▸ **Work request**
Report each line of the listing below that holds "serde".

*** Data for processing ***

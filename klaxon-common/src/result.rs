use serde::Serialize;

use crate::ErrorKind;

/// Why a dispatch ended without a channel message id.
#[derive(Debug, Clone, PartialEq, Eq, Serialize)]
pub struct DispatchFailure {
    pub kind: ErrorKind,
    pub message: String,
}

/// Outcome of submitting one payload to the delivery channel.
///
/// `message_id` is present iff `success`; `error` is present iff not.
#[derive(Debug, Clone, PartialEq, Eq, Serialize)]
#[serde(rename_all = "camelCase")]
pub struct DispatchResult {
    pub success: bool,
    #[serde(skip_serializing_if = "Option::is_none")]
    pub message_id: Option<String>,
    #[serde(skip_serializing_if = "Option::is_none")]
    pub error: Option<DispatchFailure>,
    /// Number of channel calls made, including the successful one.
    pub attempts: u32,
}

impl DispatchResult {
    #[must_use]
    pub fn sent(message_id: impl Into<String>, attempts: u32) -> Self {
        Self {
            success: true,
            message_id: Some(message_id.into()),
            error: None,
            attempts,
        }
    }

    #[must_use]
    pub fn failed(kind: ErrorKind, message: impl Into<String>, attempts: u32) -> Self {
        Self {
            success: false,
            message_id: None,
            error: Some(DispatchFailure {
                kind,
                message: message.into(),
            }),
            attempts,
        }
    }

    /// Classification of the failure, if any.
    #[must_use]
    pub fn kind(&self) -> Option<ErrorKind> {
        self.error.as_ref().map(|e| e.kind)
    }
}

*** End of Data for processing ***

▸ **Exercise solution**
use serde::Serialize;
#[serde(rename_all = "camelCase")]
    #[serde(skip_serializing_if = "Option::is_none")]
    #[serde(skip_serializing_if = "Option::is_none")]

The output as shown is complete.